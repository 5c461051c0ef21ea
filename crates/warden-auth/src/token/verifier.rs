//! HMAC access token verification.
//!
//! Accepts HS256, HS384 and HS512 tokens signed with a single shared secret.
//! Anything else is rejected before the signature is checked.
//!
//! ## Example
//!
//! ```ignore
//! use warden_auth::token::TokenVerifier;
//!
//! let verifier = TokenVerifier::new("shared-secret");
//! let claims = verifier.verify(bearer)?;
//! assert_eq!(claims.token_type, "access");
//! ```

use std::fmt;

use base64::{Engine, engine::general_purpose::URL_SAFE_NO_PAD};
use jsonwebtoken::{Algorithm, DecodingKey, Validation, decode};
use serde::de::DeserializeOwned;
use serde::{Deserialize, Serialize};

/// The only credential kind accepted on API requests.
pub const ACCESS_TOKEN_KIND: &str = "access";

const ACCEPTED_ALGORITHMS: [Algorithm; 3] = [Algorithm::HS256, Algorithm::HS384, Algorithm::HS512];

// ============================================================================
// Error Types
// ============================================================================

/// Errors produced by [`TokenVerifier::verify`].
#[derive(Debug, Clone, PartialEq, Eq, thiserror::Error)]
pub enum TokenError {
    /// The token is empty or not a structurally valid JWT.
    #[error("Missing or malformed credential")]
    MissingCredential,

    /// The signature does not match, or the token uses a non-HMAC algorithm.
    #[error("Invalid signature")]
    InvalidSignature,

    /// The `exp` claim is in the past.
    #[error("Token expired")]
    Expired,

    /// The token is validly shaped but is not an access token.
    #[error("Wrong credential kind: expected access, got '{kind}'")]
    WrongCredentialKind {
        /// The `tokenType` the token carried.
        kind: String,
    },

    /// The signature is valid but the claims could not be decoded.
    #[error("Malformed claims: {message}")]
    Malformed {
        /// Decoder message.
        message: String,
    },
}

impl TokenError {
    /// Returns `true` for signature or algorithm failures.
    #[must_use]
    pub fn is_signature_error(&self) -> bool {
        matches!(self, Self::InvalidSignature)
    }
}

impl From<jsonwebtoken::errors::Error> for TokenError {
    fn from(err: jsonwebtoken::errors::Error) -> Self {
        use jsonwebtoken::errors::ErrorKind;

        // Header and payload are decoded before this conversion is reached,
        // so encoding failures here can only come from the signature segment.
        match err.kind() {
            ErrorKind::ExpiredSignature => Self::Expired,
            ErrorKind::InvalidSignature
            | ErrorKind::InvalidAlgorithm
            | ErrorKind::InvalidAlgorithmName
            | ErrorKind::MissingAlgorithm
            | ErrorKind::Base64(_) => Self::InvalidSignature,
            ErrorKind::InvalidToken => Self::MissingCredential,
            ErrorKind::Json(_) | ErrorKind::Utf8(_) | ErrorKind::MissingRequiredClaim(_) => {
                Self::Malformed {
                    message: err.to_string(),
                }
            }
            _ => Self::Malformed {
                message: err.to_string(),
            },
        }
    }
}

// ============================================================================
// Claims
// ============================================================================

/// Claims carried by an access token.
#[derive(Debug, Clone, PartialEq, Eq, Serialize, Deserialize)]
#[serde(rename_all = "camelCase")]
pub struct AccessTokenClaims {
    /// Subject user identifier.
    pub user_id: String,
    /// Session the token was issued for.
    pub session_id: String,
    /// User email at issue time.
    pub email: String,
    /// User role at issue time.
    pub role: String,
    /// Credential kind, `access` or `refresh`.
    pub token_type: String,
    /// Optional registered subject.
    #[serde(default, skip_serializing_if = "Option::is_none")]
    pub sub: Option<String>,
    /// Expiration (unix seconds).
    pub exp: i64,
    /// Issued at (unix seconds).
    #[serde(default, skip_serializing_if = "Option::is_none")]
    pub iat: Option<i64>,
}

#[derive(Deserialize)]
struct HeaderPeek {
    alg: String,
}

#[derive(Deserialize)]
struct KindPeek {
    #[serde(rename = "tokenType", default)]
    token_type: String,
}

// ============================================================================
// Verifier
// ============================================================================

/// Verifies bearer credentials against a shared HMAC secret.
///
/// Verification is pure: no I/O, no clock other than the system time used
/// for `exp`.
#[derive(Clone)]
pub struct TokenVerifier {
    decoding_key: DecodingKey,
    validation: Validation,
}

impl fmt::Debug for TokenVerifier {
    fn fmt(&self, f: &mut fmt::Formatter<'_>) -> fmt::Result {
        f.debug_struct("TokenVerifier")
            .field("algorithms", &self.validation.algorithms)
            .finish_non_exhaustive()
    }
}

impl TokenVerifier {
    /// Creates a verifier for tokens signed with `secret`.
    #[must_use]
    pub fn new(secret: impl AsRef<[u8]>) -> Self {
        let mut validation = Validation::new(Algorithm::HS256);
        validation.algorithms = ACCEPTED_ALGORITHMS.to_vec();
        validation.leeway = 0;
        validation.validate_exp = true;
        validation.validate_aud = false;

        Self {
            decoding_key: DecodingKey::from_secret(secret.as_ref()),
            validation,
        }
    }

    /// Verifies `token` and returns its claims.
    ///
    /// Non-access tokens are rejected as [`TokenError::WrongCredentialKind`]
    /// whether or not their signature is valid.
    ///
    /// # Errors
    ///
    /// See [`TokenError`] for the failure modes.
    pub fn verify(&self, token: &str) -> Result<AccessTokenClaims, TokenError> {
        let token = token.trim();
        if token.is_empty() {
            return Err(TokenError::MissingCredential);
        }

        let mut segments = token.split('.');
        let (Some(header), Some(payload), Some(_signature), None) = (
            segments.next(),
            segments.next(),
            segments.next(),
            segments.next(),
        ) else {
            return Err(TokenError::MissingCredential);
        };

        let kind: KindPeek = peek_segment(payload)?;
        if kind.token_type != ACCESS_TOKEN_KIND {
            return Err(TokenError::WrongCredentialKind {
                kind: kind.token_type,
            });
        }

        let header: HeaderPeek = peek_segment(header)?;
        if !matches!(header.alg.as_str(), "HS256" | "HS384" | "HS512") {
            return Err(TokenError::InvalidSignature);
        }

        let data = decode::<AccessTokenClaims>(token, &self.decoding_key, &self.validation)?;
        Ok(data.claims)
    }
}

fn peek_segment<T: DeserializeOwned>(segment: &str) -> Result<T, TokenError> {
    let bytes = URL_SAFE_NO_PAD
        .decode(segment)
        .map_err(|_| TokenError::MissingCredential)?;
    serde_json::from_slice(&bytes).map_err(|_| TokenError::MissingCredential)
}

// ============================================================================
// Tests
// ============================================================================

** WHAT THE EXERCISE ASKS **
Write the whole of the material out again, exactly.

** ANSWER FOR THE TASK **
repository 5c461051c0ef21ea
filename crates/warden-auth/src/token/verifier.rs
//! HMAC access token verification.
//!
//! Accepts HS256, HS384 and HS512 tokens signed with a single shared secret.
//! Anything else is rejected before the signature is checked.
//!
//! ## Example
//!
//! ```ignore
//! use warden_auth::token::TokenVerifier;
//!
//! let verifier = TokenVerifier::new("shared-secret");
//! let claims = verifier.verify(bearer)?;
//! assert_eq!(claims.token_type, "access");
//! ```

use std::fmt;

use base64::{Engine, engine::general_purpose::URL_SAFE_NO_PAD};
use jsonwebtoken::{Algorithm, DecodingKey, Validation, decode};
use serde::de::DeserializeOwned;
use serde::{Deserialize, Serialize};

/// The only credential kind accepted on API requests.
pub const ACCESS_TOKEN_KIND: &str = "access";

const ACCEPTED_ALGORITHMS: [Algorithm; 3] = [Algorithm::HS256, Algorithm::HS384, Algorithm::HS512];

// ============================================================================
// Error Types
// ============================================================================

/// Errors produced by [`TokenVerifier::verify`].
#[derive(Debug, Clone, PartialEq, Eq, thiserror::Error)]
pub enum TokenError {
    /// The token is empty or not a structurally valid JWT.
    #[error("Missing or malformed credential")]
    MissingCredential,

    /// The signature does not match, or the token uses a non-HMAC algorithm.
    #[error("Invalid signature")]
    InvalidSignature,

    /// The `exp` claim is in the past.
    #[error("Token expired")]
    Expired,

    /// The token is validly shaped but is not an access token.
    #[error("Wrong credential kind: expected access, got '{kind}'")]
    WrongCredentialKind {
        /// The `tokenType` the token carried.
        kind: String,
    },

    /// The signature is valid but the claims could not be decoded.
    #[error("Malformed claims: {message}")]
    Malformed {
        /// Decoder message.
        message: String,
    },
}

impl TokenError {
    /// Returns `true` for signature or algorithm failures.
    #[must_use]
    pub fn is_signature_error(&self) -> bool {
        matches!(self, Self::InvalidSignature)
    }
}

impl From<jsonwebtoken::errors::Error> for TokenError {
    fn from(err: jsonwebtoken::errors::Error) -> Self {
        use jsonwebtoken::errors::ErrorKind;

        // Header and payload are decoded before this conversion is reached,
        // so encoding failures here can only come from the signature segment.
        match err.kind() {
            ErrorKind::ExpiredSignature => Self::Expired,
            ErrorKind::InvalidSignature
            | ErrorKind::InvalidAlgorithm
            | ErrorKind::InvalidAlgorithmName
            | ErrorKind::MissingAlgorithm
            | ErrorKind::Base64(_) => Self::InvalidSignature,
            ErrorKind::InvalidToken => Self::MissingCredential,
            ErrorKind::Json(_) | ErrorKind::Utf8(_) | ErrorKind::MissingRequiredClaim(_) => {
                Self::Malformed {
                    message: err.to_string(),
                }
            }
            _ => Self::Malformed {
                message: err.to_string(),
            },
        }
    }
}

// ============================================================================
// Claims
// ============================================================================

/// Claims carried by an access token.
#[derive(Debug, Clone, PartialEq, Eq, Serialize, Deserialize)]
#[serde(rename_all = "camelCase")]
pub struct AccessTokenClaims {
    /// Subject user identifier.
    pub user_id: String,
    /// Session the token was issued for.
    pub session_id: String,
    /// User email at issue time.
    pub email: String,
    /// User role at issue time.
    pub role: String,
    /// Credential kind, `access` or `refresh`.
    pub token_type: String,
    /// Optional registered subject.
    #[serde(default, skip_serializing_if = "Option::is_none")]
    pub sub: Option<String>,
    /// Expiration (unix seconds).
    pub exp: i64,
    /// Issued at (unix seconds).
    #[serde(default, skip_serializing_if = "Option::is_none")]
    pub iat: Option<i64>,
}

#[derive(Deserialize)]
struct HeaderPeek {
    alg: String,
}

#[derive(Deserialize)]
struct KindPeek {
    #[serde(rename = "tokenType", default)]
    token_type: String,
}

// ============================================================================
// Verifier
// ============================================================================

/// Verifies bearer credentials against a shared HMAC secret.
///
/// Verification is pure: no I/O, no clock other than the system time used
/// for `exp`.
#[derive(Clone)]
pub struct TokenVerifier {
    decoding_key: DecodingKey,
    validation: Validation,
}

impl fmt::Debug for TokenVerifier {
    fn fmt(&self, f: &mut fmt::Formatter<'_>) -> fmt::Result {
        f.debug_struct("TokenVerifier")
            .field("algorithms", &self.validation.algorithms)
            .finish_non_exhaustive()
    }
}

impl TokenVerifier {
    /// Creates a verifier for tokens signed with `secret`.
    #[must_use]
    pub fn new(secret: impl AsRef<[u8]>) -> Self {
        let mut validation = Validation::new(Algorithm::HS256);
        validation.algorithms = ACCEPTED_ALGORITHMS.to_vec();
        validation.leeway = 0;
        validation.validate_exp = true;
        validation.validate_aud = false;

        Self {
            decoding_key: DecodingKey::from_secret(secret.as_ref()),
            validation,
        }
    }

    /// Verifies `token` and returns its claims.
    ///
    /// Non-access tokens are rejected as [`TokenError::WrongCredentialKind`]
    /// whether or not their signature is valid.
    ///
    /// # Errors
    ///
    /// See [`TokenError`] for the failure modes.
    pub fn verify(&self, token: &str) -> Result<AccessTokenClaims, TokenError> {
        let token = token.trim();
        if token.is_empty() {
            return Err(TokenError::MissingCredential);
        }

        let mut segments = token.split('.');
        let (Some(header), Some(payload), Some(_signature), None) = (
            segments.next(),
            segments.next(),
            segments.next(),
            segments.next(),
        ) else {
            return Err(TokenError::MissingCredential);
        };

        let kind: KindPeek = peek_segment(payload)?;
        if kind.token_type != ACCESS_TOKEN_KIND {
            return Err(TokenError::WrongCredentialKind {
                kind: kind.token_type,
            });
        }

        let header: HeaderPeek = peek_segment(header)?;
        if !matches!(header.alg.as_str(), "HS256" | "HS384" | "HS512") {
            return Err(TokenError::InvalidSignature);
        }

        let data = decode::<AccessTokenClaims>(token, &self.decoding_key, &self.validation)?;
        Ok(data.claims)
    }
}

fn peek_segment<T: DeserializeOwned>(segment: &str) -> Result<T, TokenError> {
    let bytes = URL_SAFE_NO_PAD
        .decode(segment)
        .map_err(|_| TokenError::MissingCredential)?;
    serde_json::from_slice(&bytes).map_err(|_| TokenError::MissingCredential)
}

// ============================================================================
// Tests
// ============================================================================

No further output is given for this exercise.